It’s a commonly heard question after New Year’s: ‘Why do we drink the way we do?’ A group of researchers has found that at least some of it has to do with a particular protein in the part of the forebrain that regulates, among other things, decision-making, and reward perception.
That’s the focus of an article published recently in the Nature journal Communications Biology. In it, the researchers announce that the presence of the Bmal1 gene in the striatum affects alcohol consumption in both male and female mice, but in a sexually dimorphic manner. Male mice without the protein consumed more alcohol than those that had it, while female mice without the protein consumed less than females with it.
Bmal1 is also an integral element in the suprachiasmatic nucleus, the master circadian clock found in all mammals that regulates the sleep-wake cycle. Previous association analyses of clock genes revealed a potential role for Bmal1 in alcohol-drinking behaviour. Expanding on this – and given evidence of sex differences in alcohol consumption and in some functions of clock genes – the researchers hypothesised that Bmal1 may affect alcohol intake in a sex-dependent manner.
The study was led by Nuria de Zavalia, a research associate and lab manager at the Center for Studies in Behavioral Neurobiology and supervised by Shimon Amir, a professor of psychology and Distinguished University Research Professor. The co-authors are research associate Konrad Schoettner, undergraduate student Jory Goldsmith, research assistant Pavel Solis, alumna Sarah Ferraro (PhD 21) and research assistant Gabrielle Parent.

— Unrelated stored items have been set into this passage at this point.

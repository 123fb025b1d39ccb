//! Identity of layers.

use std::fmt;
use std::sync::atomic::{AtomicU64, Ordering};

/// Process-lifetime-unique layer identity. Never reused.
#[derive(Clone, Copy, PartialEq, Eq, Hash, PartialOrd, Ord)]
pub struct LayerId(u64);

impl LayerId {
    #[inline]
    pub const fn get(self) -> u64 {
        self.0
    }
}

impl fmt::Debug for LayerId {
    fn fmt(&self, f: &mut fmt::Formatter<'_>) -> fmt::Result {
        write!(f, "LayerId({})", self.0)
    }
}

impl fmt::Display for LayerId {
    fn fmt(&self, f: &mut fmt::Formatter<'_>) -> fmt::Result {
        write!(f, "{}", self.0)
    }
}

/// Monotonic id source.
///
/// [`IdAllocator::process`] is the allocator every layer factory uses unless
/// one is injected. It starts at zero when the process starts and is never
/// reset afterwards; separate allocators are only useful for tests that want
/// deterministic ids.
#[derive(Debug, Default)]
pub struct IdAllocator {
    next: AtomicU64,
}

static PROCESS_IDS: IdAllocator = IdAllocator::new();

impl IdAllocator {
    pub const fn new() -> Self {
        Self {
            next: AtomicU64::new(0),
        }
    }

    pub fn process() -> &'static IdAllocator {
        &PROCESS_IDS
    }

    pub fn next_layer_id(&self) -> LayerId {
        LayerId(self.next.fetch_add(1, Ordering::Relaxed))
    }
}

#[cfg(test)]
mod tests {
    use super::*;

    #[test]
    fn ids_are_monotonic() {
        let ids = IdAllocator::new();
        let a = ids.next_layer_id();
        let b = ids.next_layer_id();
        assert_eq!(a.get(), 0);
        assert_eq!(b.get(), 1);
        assert!(a < b);
    }
}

Risk in females, protection in males
The researchers created two lines of mice, using molecular biology methods to delete or ‘knock out’ the Bmal1 gene from the striatum’s medium spiny neurons in one of them. The gene remained present in other parts of the body, since it plays a critical role in the circadian clock. The other line was used as a control.

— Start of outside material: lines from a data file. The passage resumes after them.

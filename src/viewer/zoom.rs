//! Tick-driven smooth wheel zoom.
//!
//! A wheel notch starts an animation of `duration / interval` ticks. Every
//! tick multiplies the view scale by `1 ± zoom_in_factor / ticks` about the
//! cursor position. The caller owns the clock and feeds elapsed time in.

use kurbo::Point;

use crate::settings::ViewerSettings;

#[derive(Clone, Copy, Debug, PartialEq)]
pub struct ZoomConfig {
    pub duration: f64,
    pub interval: f64,
    pub zoom_in_factor: f64,
    pub min_scale: f64,
    pub max_scale: f64,
}

impl Default for ZoomConfig {
    fn default() -> Self {
        Self::from(&ViewerSettings::default())
    }
}

impl From<&ViewerSettings> for ZoomConfig {
    fn from(s: &ViewerSettings) -> Self {
        Self {
            duration: s.smooth_zoom_duration,
            interval: s.smooth_zoom_interval,
            zoom_in_factor: s.zoom_in_factor,
            min_scale: s.min_scale,
            max_scale: s.max_scale,
        }
    }
}

impl ZoomConfig {
    pub fn ticks(&self) -> u32 {
        if self.interval <= 0.0 {
            return 1;
        }
        (self.duration / self.interval).round().max(1.0) as u32
    }
}

/// One in-flight zoom gesture.
#[derive(Clone, Copy, Debug, PartialEq)]
pub struct SmoothZoom {
    /// View-space position that stays fixed.
    pub anchor: Point,
    pub factor_per_tick: f64,
    pub remaining_ticks: u32,
    interval: f64,
    /// Elapsed time not yet turned into a tick.
    carry: f64,
}

impl SmoothZoom {
    /// Gesture for a wheel `delta`: positive zooms in, negative zooms out.
    /// `None` for a zero delta.
    pub fn start(config: &ZoomConfig, anchor: Point, delta: f64) -> Option<Self> {
        if delta == 0.0 || delta.is_nan() {
            return None;
        }
        let ticks = config.ticks();
        let step = config.zoom_in_factor / ticks as f64;
        let factor_per_tick = if delta > 0.0 { 1.0 + step } else { 1.0 - step };
        Some(Self {
            anchor,
            factor_per_tick,
            remaining_ticks: ticks,
            interval: config.interval.max(f64::EPSILON),
            carry: 0.0,
        })
    }

    /// Consume `elapsed` time and return how many ticks are due now.
    pub fn advance(&mut self, elapsed: f64) -> u32 {
        self.carry += elapsed.max(0.0);
        let mut due = 0;
        while self.remaining_ticks > 0 && self.carry + 1e-9 >= self.interval {
            self.carry -= self.interval;
            self.remaining_ticks -= 1;
            due += 1;
        }
        due
    }

    pub fn is_finished(&self) -> bool {
        self.remaining_ticks == 0
    }
}

/// Clamp a per-tick factor so that `scale * factor` stays in range.
pub fn clamp_factor(scale: f64, factor: f64, config: &ZoomConfig) -> f64 {
    if scale <= 0.0 {
        return 1.0;
    }
    let target = (scale * factor).clamp(config.min_scale, config.max_scale);
    target / scale
}

#[cfg(test)]
mod tests {
    use super::*;

    #[test]
    fn default_gesture_is_ten_ticks_of_two_and_a_half_percent() {
        let config = ZoomConfig::default();
        assert_eq!(config.ticks(), 10);
        let zoom = SmoothZoom::start(&config, Point::ZERO, 120.0).unwrap();
        assert!((zoom.factor_per_tick - 1.025).abs() < 1e-12);
        let out = SmoothZoom::start(&config, Point::ZERO, -120.0).unwrap();
        assert!((out.factor_per_tick - 0.975).abs() < 1e-12);
        assert!(SmoothZoom::start(&config, Point::ZERO, 0.0).is_none());
    }

    #[test]
    fn elapsed_time_accumulates_into_ticks() {
        let config = ZoomConfig::default();
        let mut zoom = SmoothZoom::start(&config, Point::ZERO, 1.0).unwrap();
        assert_eq!(zoom.advance(4.0), 0);
        assert_eq!(zoom.advance(7.0), 1);
        assert_eq!(zoom.advance(25.0), 2);
        assert_eq!(zoom.advance(1000.0), 7);
        assert!(zoom.is_finished());
        assert_eq!(zoom.advance(10.0), 0);
    }

    #[test]
    fn factor_is_clamped_to_scale_limits() {
        let config = ZoomConfig::default();
        assert!((clamp_factor(99.0, 1.1, &config) * 99.0 - 100.0).abs() < 1e-9);
        assert!((clamp_factor(0.021, 0.5, &config) * 0.021 - 0.02).abs() < 1e-12);
        assert_eq!(clamp_factor(1.0, 1.025, &config), 1.025);
    }
}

Males who had the Bmal1 gene deleted from the striatum were found to consume more alcohol than the ones that did not have it deleted, while in the females, the results were the opposite: those without Bmal1 consumed less alcohol than those that had it. (Normally, female rodents tend to consume more alcohol per body weight than males.)
‘The main conclusion we can draw from this is that in females, Bmal1 in the striatum confers risk, since they consume more alcohol when the gene is present,’ Amir says. ‘In males, the gene is protective, as they drink less alcohol. The sex differences you see in normal mice are eliminated when the gene is taken out of the striatum.’

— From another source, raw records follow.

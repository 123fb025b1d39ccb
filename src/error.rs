use thiserror::Error;

/// Errors raised by the layer model, the viewers and the file/inference glue.
///
/// `Validation`, `NotFound` and `StaleReference` are structural errors: they
/// mean the caller broke an invariant of the layer stack and the operation
/// was aborted without touching the model.
#[derive(Debug, Error)]
pub enum VisionError {
    /// Duplicate layer name, layer grid not matching the base layer, bad argument.
    #[error("validation error: {0}")]
    Validation(String),
    /// Layer or record is not a member of the collection it was looked up in.
    #[error("not found: {0}")]
    NotFound(String),
    /// Pixel buffer with an incompatible rank or element type.
    #[error("shape mismatch: {0}")]
    ShapeMismatch(String),
    /// A layer view was used after its layer left the viewed layered image.
    #[error("stale reference: {0}")]
    StaleReference(String),
    #[error("load failed: {0}")]
    Load(String),
    #[error("inference failed: {0}")]
    Inference(String),
    #[error("I/O error: {0}")]
    Io(#[from] std::io::Error),
    #[error("image codec error: {0}")]
    Image(#[from] image::ImageError),
}

pub type Result<T> = std::result::Result<T, VisionError>;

Amir notes that neither the sugar consumption nor circadian rhythms is affected by the deletion of the gene.
‘It seems that striatal Bmal1 plays a causal role in the control of alcohol consumption and makes an important contribution to sex differences in alcohol intake,’ he explains.
A basis for sex-based treatment?
The researchers believe this discovery can help in treating addiction in humans. For instance, while women report lower alcohol use and dependency than men, they suffer more adverse consequences of alcohol use and dependency.
‘So far, the limited biological and pharmacological treatments for alcohol dependence don’t distinguish between males and females, even though there are major differences in alcohol drinking behaviour and addiction between the sexes,’ he says. ‘By discovering sexually dimorphic mechanisms, addiction treatment specialists could ultimately use this knowledge to develop sex-based treatment.’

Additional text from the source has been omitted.